A short stop at the Romanesque church of San Lorenzo turned into an impromptu tour offered by the sexton, who proudly showed us apparent fragments of Roman temples incorporated into the walls and pulled back the curtains to reveal works of art usually hidden from the public eye.
We hadn’t chosen a restaurant for lunch yet, so followed the suggestion to try the restaurant Rei della Macchia, felicitously named for the Eurasian Wren; it was a remarkably good choice, and some of us started to wonder whether the plates of delicious homemade pasta would ever stop arriving on the already groaning boards.
A nap might have been in order after such a heroic meal, but the canyons and caves of Equi Terme called.
Gray Wagtails haunted the rushing stream, and Crag Martins flycaught in front of the high cliffs, but for most of us, the moment most deeply etched into memory will be that of the strong cold draft issuing from the grotto on a warm, nearly hot, afternoon. On the way back to Castelnuovo, we stopped briefly at yet another Romanesque church, this time at Codiponte, where the capitals of the nave are ornamented with strange, even primitive carved figures of humans and fanciful beasts.
It was hard to believe the next morning that our tour was coming to a close; the gray, cool weather seemed to mimic our mood as we gathered at the bus, some of us wearing jackets for the first time in our ten days together. Soon enough, though, the clouds lifted and our spirits, too, and by the time we reached the fortified village of Castiglione di Garfagnana, it had become another bright, clear morning in Tuscany.
Castiglione was full of the common birds we’d come to know over the course of the tour, and we added great views of a foraging Common Redstart before our minibus continued its ascent of the Apennines.
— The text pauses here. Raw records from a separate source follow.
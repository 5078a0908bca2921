//! Pushing the primary branch and tags to every destination

use mirror_git::naming::destination_remote_name;
use mirror_git::{LocalMirror, Transport};

use super::result::{DestinationOutcome, DestinationStatus};
use crate::Destination;

/// Push `branch` and then tags to each destination in order.
///
/// Every destination gets an outcome; a failure never stops the loop.
pub(crate) fn publish<T: Transport>(
    transport: &T,
    mirror: &LocalMirror,
    branch: &str,
    destinations: &[Destination],
) -> Vec<DestinationOutcome> {
    destinations
        .iter()
        .enumerate()
        .map(|(index, destination)| {
            let remote = destination_remote_name(index);
            let status = push_one(transport, mirror, &remote, branch);
            DestinationOutcome {
                remote,
                address: destination.address().to_string(),
                status,
            }
        })
        .collect()
}

fn push_one<T: Transport>(
    transport: &T,
    mirror: &LocalMirror,
    remote: &str,
    branch: &str,
) -> DestinationStatus {
    if let Err(e) = transport.push_branch(mirror.root(), remote, branch) {
        tracing::warn!(%remote, %branch, category = %e.category, error = %e.message, "Push failed");
        return DestinationStatus::Failed {
            category: e.category,
            message: e.message,
        };
    }
    tracing::info!(%remote, %branch, "Pushed branch");

    let tags_warning = match transport.push_tags(mirror.root(), remote) {
        Ok(()) => None,
        Err(e) => {
            tracing::warn!(%remote, error = %e.message, "Tag push failed");
            Some(e.message)
        }
    };
    DestinationStatus::Succeeded { tags_warning }
}
//! Where the config file and local mirrors live for this invocation

use std::path::{Path, PathBuf};

use mirror_core::MirrorConfig;

use crate::error::{CliError, Result};

/// Paths resolved from global flags, the environment, and platform defaults.
#[derive(Debug, Clone, PartialEq, Eq)]
pub struct Context {
    config_path: PathBuf,
    cache_override: Option<PathBuf>,
    pub clean: bool,
}

impl Context {
    /// `--config` wins over the platform config dir.
    pub fn new(config: Option<PathBuf>, cache_dir: Option<PathBuf>, clean: bool) -> Result<Self> {
        let config_path = match config {
            Some(path) => mirror_fs::expand_home(path),
            None => mirror_core::config::default_config_path().ok_or_else(|| {
                CliError::user("Cannot determine a config directory; pass --config")
            })?,
        };
        Ok(Self {
            config_path,
            cache_override: cache_dir.map(mirror_fs::expand_home),
            clean,
        })
    }

    pub fn config_path(&self) -> &Path {
        &self.config_path
    }

    pub fn load_config(&self) -> Result<MirrorConfig> {
        tracing::debug!(path = %self.config_path.display(), "Loading config");
        Ok(MirrorConfig::load(&self.config_path)?)
    }

    pub fn save_config(&self, config: &MirrorConfig) -> Result<()> {
        Ok(config.save(&self.config_path)?)
    }

    /// Cache root from `--cache-dir`, the config, or the platform default,
    /// created if missing.
    pub fn cache_root(&self, config: &MirrorConfig) -> Result<PathBuf> {
        let dir = self
            .cache_override
            .clone()
            .or_else(|| config.cache_dir())
            .ok_or_else(|| {
                CliError::user("Cannot determine a cache directory; pass --cache-dir")
            })?;
        Ok(mirror_fs::resolve_dir(&dir)?)
    }
}

#[cfg(test)]
mod tests {
    use super::*;
    use tempfile::TempDir;

    #[test]
    fn cache_flag_overrides_config() {
        let temp = TempDir::new().unwrap();
        let flag = temp.path().join("flag");
        let ctx = Context::new(Some(temp.path().join("c.toml")), Some(flag.clone()), false).unwrap();
        let mut config = MirrorConfig::default();
        config.settings.cache_dir = Some(temp.path().join("cfg").to_string_lossy().into_owned());

        let root = ctx.cache_root(&config).unwrap();

        assert!(root.ends_with("flag"));
        assert!(flag.is_dir());
        assert!(!temp.path().join("cfg").exists());
    }

    #[test]
    fn cache_from_config() {
        let temp = TempDir::new().unwrap();
        let ctx = Context::new(Some(temp.path().join("c.toml")), None, false).unwrap();
        let mut config = MirrorConfig::default();
        config.settings.cache_dir = Some(temp.path().join("cfg").to_string_lossy().into_owned());

        let root = ctx.cache_root(&config).unwrap();

        assert!(root.ends_with("cfg"));
    }
}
Our short walk on the high ridge above San Pellegrino took us along the border between Tuscany and Emilia-Romagna, a boundary that meant nothing to the Sky Larks and Tree Pipits lining our way.
We went as far as the Giro del Diavolo, where pious pilgrims still commemorate the saint’s encounter with the devil by depositing stones—sometimes quite large stones—on a pile that has been growing for centuries; our own contributions were more modest.
We spent a few minutes scanning the now blue skies from the promontory of San Pellegrino, then repaired to the village itself for one of the best lunches of the entire tour; the unassuming restaurant claims to have been offering refreshment to pilgrims and tourists without interruption for some eight centuries, and the secret of its success was evident in the extraordinary quality of the food that appeared before us.
We walked off our repast at Sasso Rosso, where a pair of Golden Eagles in uncomfortable possession of a cliffside ledge ducked and cringed under the pesky assault of an acrobatic Common Kestrel.
We returned to our hotel in the late afternoon, with time for packing and a short rest before assembling for our poolside checklist session and a final dinner (and our last gelato, alas).
I didn’t sleep well that last night in Italy.
This time, though, it was not anticipation but the rich replay of a thousand memories that kept me up, the same memories that already have me looking forward to the next chance to bird with all my new friends in a new landscape.